Sheehan’s syndrome remains a frequent obstetric complication with an uncertain pathophysiology.

We aimed to assess the incidence of hypopituitarism (≥2 hormonal axis impairment) within the first six postchildbirth months and to determine the existence of anti-pituitary antibodies.

From 2015 to 2017, adult pregnant women, who developed moderate to severe postpartum hemorrhage (PPH), were consecutively included in the study.

Pituitary function was assessed 4 and 24 weeks after PPH.

At the end of the study, anti-pituitary antibodies were assessed.

Twenty women completed the study.

Mean age was 26.35 (±5.83) years.

The main etiology for severe PPH was uterine atony (65%) which resulted mostly in hypovolemic shock grades III-IV.
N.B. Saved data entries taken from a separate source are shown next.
#[cfg(test)]
mod tests {
    use super::*;
    use crate::test_utils::{checklist_with, checklist_with_config, init_logger, recording_engine, row, section_with_items};
    use preflight_render_core::{PageElement, RecordingSurface, TextAlign};
    use preflight_style::StandardFont;
    use preflight_traits::{FontMetrics, StandardFontMetrics};

    fn texts(elements: &[PageElement]) -> Vec<String> {
        elements
            .iter()
            .filter_map(|e| match e {
                PageElement::Text { text, .. } => Some(text.clone()),
                _ => None,
            })
            .collect()
    }

    fn fills(elements: &[PageElement]) -> Vec<Rect> {
        elements
            .iter()
            .filter_map(|e| match e {
                PageElement::FillRect { rect, .. } => Some(*rect),
                _ => None,
            })
            .collect()
    }

    fn single_page(engine: LayoutEngine<RecordingSurface>) -> Vec<PageElement> {
        let document = engine.finish().unwrap().into_document();
        assert_eq!(document.page_count(), 1);
        document.pages[0].elements.clone()
    }

    #[test]
    fn test_header_and_footer() {
        init_logger();
        let checklist = checklist_with(vec![]);
        let mut engine = recording_engine(&checklist);
        engine.add_page().unwrap();
        assert_eq!(engine.page_number(), 1);
        assert_eq!(engine.cursor(), engine.geometry().upper_start);

        let elements = single_page(engine);
        assert_eq!(
            texts(&elements),
            vec!["C172", "Normal", "Version 1.0", "Page 1", SIMULATOR_DISCLAIMER]
        );
        match &elements[1] {
            PageElement::Text { x, align, .. } => {
                assert_eq!(*align, TextAlign::Right);
                assert!((x - 369.53).abs() < 1e-3);
            }
            other => panic!("unexpected element {:?}", other),
        }
    }

    #[test]
    fn test_disclaimer_is_centered() {
        let checklist = checklist_with(vec![]);
        let mut engine = recording_engine(&checklist);
        engine.add_page().unwrap();
        let elements = single_page(engine);
        let width = StandardFontMetrics.text_width(SIMULATOR_DISCLAIMER, StandardFont::HelveticaBold, 8.0);
        let expected = ((369.53f32 - 80.0) / 2.0).floor() + 80.0 - (width / 2.0).floor();
        let x = elements
            .iter()
            .find_map(|e| match e {
                PageElement::Text { x, text, .. } if text == SIMULATOR_DISCLAIMER => Some(*x),
                _ => None,
            })
            .unwrap();
        assert_eq!(x, expected);
    }

    #[test]
    fn test_clearance_and_page_numbers_can_be_hidden() {
        let config = Configuration {
            show_page_numbers: false,
            ..Configuration::default()
        };
        let mut checklist = checklist_with_config(config, vec![]);
        checklist.real_world_clearance = true;
        let mut engine = recording_engine(&checklist);
        engine.add_page().unwrap();
        assert_eq!(texts(&single_page(engine)), vec!["C172", "Normal", "Version 1.0"]);
    }

    #[test]
    fn test_rows_are_enumerated_with_leaders() {
        let mut section = ChecklistSection::new("Before Start");
        section.append_entry(row("Battery", "ON"));
        section.append_entry(row("Avionics", "ON"));
        let checklist = checklist_with(vec![section]);
        let mut engine = recording_engine(&checklist);
        engine.add_page().unwrap();
        let start = engine.cursor();
        engine.print_section(checklist.section(0).unwrap()).unwrap();
        assert_eq!(engine.cursor(), start - 24.0 - 2.0 * 13.0);

        let elements = single_page(engine);
        let drawn = texts(&elements);
        let body = &drawn[5..];
        assert_eq!(body[0], "Before Start");
        assert_eq!(&body[1..3], &["1.".to_string(), "Battery".to_string()]);
        assert_eq!(body[3], "ON");
        assert!(body[4].starts_with(" .") && body[4].ends_with(". "));
        assert_eq!(&body[5..7], &["2.".to_string(), "Avionics".to_string()]);
    }

    #[test]
    fn test_leader_fills_the_gap() {
        let mut section = ChecklistSection::new("S");
        section.append_entry(row("Battery", "ON"));
        let checklist = checklist_with(vec![section]);
        let mut engine = recording_engine(&checklist);
        engine.add_page().unwrap();
        engine.print_section(checklist.section(0).unwrap()).unwrap();
        let elements = single_page(engine);

        let metrics = StandardFontMetrics;
        let left_x = 80.0 + 12.0 + metrics.text_width("Battery", StandardFont::Helvetica, 8.0);
        let right_w = metrics.text_width("ON", StandardFont::HelveticaBold, 8.0);
        let dot = metrics.text_width(".", StandardFont::Helvetica, 8.0);
        let expected = ((369.53f32 - right_w - left_x) / dot).floor() as usize;

        let leader = elements
            .iter()
            .find_map(|e| match e {
                PageElement::Text { x, text, .. } if text.ends_with(". ") => Some((*x, text.clone())),
                _ => None,
            })
            .unwrap();
        assert_eq!(leader.0, left_x);
        assert_eq!(leader.1.chars().count(), expected);
    }

    #[test]
    fn test_overlong_row_is_rejected() {
        let mut section = ChecklistSection::new("S");
        section.append_entry(row(&"W".repeat(40), &"M".repeat(20)));
        let checklist = checklist_with(vec![section]);
        let mut engine = recording_engine(&checklist);
        engine.add_page().unwrap();
        let err = engine.print_section(checklist.section(0).unwrap()).unwrap_err();
        match err {
            LayoutError::LeaderOverflow { overflow, .. } => assert!(overflow > 0.0),
            other => panic!("unexpected error {:?}", other),
        }
    }

    #[test]
    fn test_shading_alternates_and_resets_per_section() {
        let checklist = checklist_with(vec![
            section_with_items("A", &[2, 0]),
            section_with_items("B", &[0]),
        ]);
        let mut engine = recording_engine(&checklist);
        engine.add_page().unwrap();
        let first_row = engine.cursor() - 24.0;
        engine.print_section(checklist.section(0).unwrap()).unwrap();
        engine.finish_section();
        let second_section_row = engine.cursor() - 24.0;
        engine.print_section(checklist.section(1).unwrap()).unwrap();

        let bands = fills(&single_page(engine));
        // rows: A1, a, b, A2 then B1; shading on A1, b and B1
        assert_eq!(bands.len(), 3);
        assert_eq!(bands[0].y, first_row - 13.0 / 4.0);
        assert_eq!(bands[1].y, first_row - 2.0 * 13.0 - 13.0 / 4.0);
        assert_eq!(bands[2].y, second_section_row - 13.0 / 4.0);
        assert_eq!(bands[0].x, 80.0);
        assert!((bands[0].right() - 369.53).abs() < 1e-3);
        assert_eq!(bands[0].height, 8.0 + 13.0 / 3.0);
    }

    #[test]
    fn test_no_shading_without_background_coloring() {
        let mut checklist = checklist_with(vec![section_with_items("A", &[0, 0, 0])]);
        checklist.background_coloring = false;
        let mut engine = recording_engine(&checklist);
        engine.add_page().unwrap();
        engine.print_section(checklist.section(0).unwrap()).unwrap();
        assert!(fills(&single_page(engine)).is_empty());
    }

    #[test]
    fn test_print_mode_uses_printing_gray_and_mirrors() {
        let config = Configuration {
            adaptive_layout: true,
            ..Configuration::default()
        };
        let checklist = checklist_with_config(config, vec![section_with_items("A", &[0])]);
        let mut engine = recording_engine(&checklist);
        engine.add_page().unwrap();
        engine.add_page().unwrap();
        engine.print_section(checklist.section(0).unwrap()).unwrap();
        let document = engine.finish().unwrap().into_document();
        assert_eq!(document.page_count(), 2);

        let page_two = &document.pages[1].elements;
        let band = page_two
            .iter()
            .find_map(|e| match e {
                PageElement::FillRect { rect, color } => Some((*rect, *color)),
                _ => None,
            })
            .unwrap();
        assert_eq!(band.1, Color::gray(180));
        assert_eq!(band.0.x, 50.0);
        match &page_two[0] {
            PageElement::Text { x, text, .. } => {
                assert_eq!(text, "C172");
                assert_eq!(*x, 50.0);
            }
            other => panic!("unexpected element {:?}", other),
        }
    }

    #[test]
    fn test_centered_text_frame_and_shading_reset() {
        let mut section = ChecklistSection::new("Engine Failure");
        section.append_entry(row("Airspeed", "68 KIAS"));
        section.append_entry(CenteredText::new("IF NO RESTART", true));
        section.append_entry(row("Mixture", "CUTOFF"));
        let checklist = checklist_with(vec![section]);
        let mut engine = recording_engine(&checklist);
        engine.add_page().unwrap();
        let heading_y = engine.cursor() - 24.0 - 13.0;
        engine.print_section(checklist.section(0).unwrap()).unwrap();
        let elements = single_page(engine);

        // the row after a heading is shaded again
        assert_eq!(fills(&elements).len(), 2);

        let frame = elements
            .iter()
            .find_map(|e| match e {
                PageElement::StrokeRect { rect, line_width, .. } => Some((*rect, *line_width)),
                _ => None,
            })
            .unwrap();
        assert_eq!(frame.1, 1.0);
        assert_eq!(frame.0.y, heading_y - 13.0 / 4.0);

        let rules: Vec<(Point, Point)> = elements
            .iter()
            .filter_map(|e| match e {
                PageElement::Line { from, to, .. } => Some((*from, *to)),
                _ => None,
            })
            .collect();
        assert_eq!(rules.len(), 2);
        assert_eq!(rules[0].0.x, 80.0);
        assert_eq!(rules[0].1.x, frame.0.x);
        assert_eq!(rules[1].0.x, frame.0.right());
        assert_eq!(rules[0].0.y, heading_y + 4.0 + 0.5);
    }

    #[test]
    fn test_subitems_use_letters_and_indent() {
        let mut item = row("Flaps", "SET");
        item.append_subitem(row("Takeoff", "10"));
        item.append_subitem(SectionItem::bold_label("Note", true));
        item.append_subitem(row("Landing", "FULL"));
        let mut section = ChecklistSection::new("S");
        section.append_entry(item);
        let checklist = checklist_with(vec![section]);
        let mut engine = recording_engine(&checklist);
        engine.add_page().unwrap();
        engine.print_section(checklist.section(0).unwrap()).unwrap();
        let elements = single_page(engine);

        let labels: Vec<(f32, String)> = elements
            .iter()
            .filter_map(|e| match e {
                PageElement::Text { x, text, .. } if text.ends_with('.') && text.len() <= 3 => {
                    Some((*x, text.clone()))
                }
                _ => None,
            })
            .collect();
        assert_eq!(
            labels,
            vec![(80.0, "1.".to_string()), (92.0, "a.".to_string()), (92.0, "b.".to_string())]
        );
    }

    #[test]
    fn test_descriptions_are_unsupported() {
        let section = ChecklistSection::new("S").with_description("details");
        let checklist = checklist_with(vec![]);
        let engine = recording_engine(&checklist);
        assert!(matches!(
            engine.section_fits_page(&section),
            Err(LayoutError::Unsupported(_))
        ));
    }

    #[test]
    fn test_finish_section_moves_to_section_gap() {
        let checklist = checklist_with(vec![section_with_items("A", &[0])]);
        let mut engine = recording_engine(&checklist);
        engine.add_page().unwrap();
        engine.print_section(checklist.section(0).unwrap()).unwrap();
        let after_rows = engine.cursor();
        engine.finish_section();
        assert_eq!(engine.cursor(), after_rows + 13.0 - 38.0);
    }
}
Within the first four weeks after delivery, 95% of patients had at least one hormonal pituitary affected and 60% of the patients fulfilled diagnostic criteria for hypopituitarism.

At the end of the study period, five patients (25%) were diagnosed with hypopituitarism (GH and cortisol axes affected).

Anti-pituitary antibodies were negative in all patients.

At 6 months follow-up, one in every four women with a history of moderate-to-severe PPH was found with asymptomatic nonautoimmune-mediated hypopituitarism.

The role of autoimmunity in Sheehan’s syndrome remains uncertain.

Further studies are needed to improve the remaining knowledge gaps.